* TASK ITEM: Below are the records; copy each line in which "const" occurs.

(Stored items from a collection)
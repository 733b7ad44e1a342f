//! Materials
//!
//! A material maps texture slots to shared image resources (deduplicated by
//! the [`ResourceCache`](crate::resources::ResourceCache), so identical
//! textures loaded by multiple materials share one GPU allocation) plus a
//! scalar multiplier per slot. Changes accumulate in a dirty bitmask that
//! the renderer consumes when rebuilding bind groups.

use std::sync::Arc;

use bitflags::bitflags;
use uuid::Uuid;

use crate::errors::{CinderError, Result};
use crate::resources::Resource;

/// Texture binding slots, in shader binding order.
#[derive(Debug, Clone, Copy, PartialEq, Eq, Hash)]
#[repr(usize)]
pub enum TextureSlot {
    Albedo = 0,
    Normal = 1,
    Metallic = 2,
    Roughness = 3,
    Occlusion = 4,
    Emissive = 5,
}

impl TextureSlot {
    pub const COUNT: usize = 6;

    pub const ALL: [Self; Self::COUNT] = [
        Self::Albedo,
        Self::Normal,
        Self::Metallic,
        Self::Roughness,
        Self::Occlusion,
        Self::Emissive,
    ];

    fn dirty_bit(self) -> MaterialDirty {
        MaterialDirty::from_bits_truncate(1 << (self as usize))
    }
}

bitflags! {
    /// Accumulated change mask, one bit per slot plus one for scalars.
    #[derive(Debug, Clone, Copy, PartialEq, Eq)]
    pub struct MaterialDirty: u32 {
        const ALBEDO = 1 << 0;
        const NORMAL = 1 << 1;
        const METALLIC = 1 << 2;
        const ROUGHNESS = 1 << 3;
        const OCCLUSION = 1 << 4;
        const EMISSIVE = 1 << 5;
        const SCALARS = 1 << 6;
    }
}

#[derive(Debug, Clone, Default)]
struct SlotBinding {
    /// Shared image resource resolved through the cache
    texture: Option<Arc<Resource>>,
    /// Source path string, read and written by the external serializer
    path: Option<String>,
    scalar: f32,
}

/// A surface material: per-slot shared textures and scalar multipliers.
#[derive(Debug)]
pub struct Material {
    pub uuid: Uuid,
    pub name: String,
    slots: [SlotBinding; TextureSlot::COUNT],
    dirty: MaterialDirty,
}

impl Material {
    #[must_use]
    pub fn new(name: &str) -> Self {
        let mut slots: [SlotBinding; TextureSlot::COUNT] = Default::default();
        for slot in &mut slots {
            slot.scalar = 1.0;
        }
        Self {
            uuid: Uuid::new_v4(),
            name: name.to_string(),
            slots,
            // New materials need a full bind group build.
            dirty: MaterialDirty::all(),
        }
    }

    /// Assigns a shared texture resource to a slot.
    ///
    /// The resource must be an image; other kinds are rejected.
    pub fn set_texture(&mut self, slot: TextureSlot, resource: Arc<Resource>) -> Result<()> {
        if resource.as_image().is_none() {
            return Err(CinderError::InvalidData(format!(
                "material '{}': resource '{}' bound to {slot:?} is not an image",
                self.name, resource.name
            )));
        }
        self.slots[slot as usize].texture = Some(resource);
        self.dirty |= slot.dirty_bit();
        Ok(())
    }

    pub fn clear_texture(&mut self, slot: TextureSlot) {
        if self.slots[slot as usize].texture.take().is_some() {
            self.dirty |= slot.dirty_bit();
        }
    }

    #[must_use]
    pub fn texture(&self, slot: TextureSlot) -> Option<&Arc<Resource>> {
        self.slots[slot as usize].texture.as_ref()
    }

    pub fn set_scalar(&mut self, slot: TextureSlot, value: f32) {
        self.slots[slot as usize].scalar = value;
        self.dirty |= MaterialDirty::SCALARS;
    }

    #[must_use]
    pub fn scalar(&self, slot: TextureSlot) -> f32 {
        self.slots[slot as usize].scalar
    }

    // Serializer accessors: the external serializer reads and writes path
    // strings and scalars; it never touches GPU state.

    pub fn set_texture_path(&mut self, slot: TextureSlot, path: Option<String>) {
        self.slots[slot as usize].path = path;
    }

    #[must_use]
    pub fn texture_path(&self, slot: TextureSlot) -> Option<&str> {
        self.slots[slot as usize].path.as_deref()
    }

    // Dirty tracking.

    #[must_use]
    pub fn dirty(&self) -> MaterialDirty {
        self.dirty
    }

    /// Returns and clears the accumulated dirty mask.
    pub fn take_dirty(&mut self) -> MaterialDirty {
        std::mem::replace(&mut self.dirty, MaterialDirty::empty())
    }
}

* RESPONSE FOR THIS EXERCISE:
    pub const COUNT: usize = 6;
    pub const ALL: [Self; Self::COUNT] = [
        const ALBEDO = 1 << 0;
        const NORMAL = 1 << 1;
        const METALLIC = 1 << 2;
        const ROUGHNESS = 1 << 3;
        const OCCLUSION = 1 << 4;
        const EMISSIVE = 1 << 5;
        const SCALARS = 1 << 6;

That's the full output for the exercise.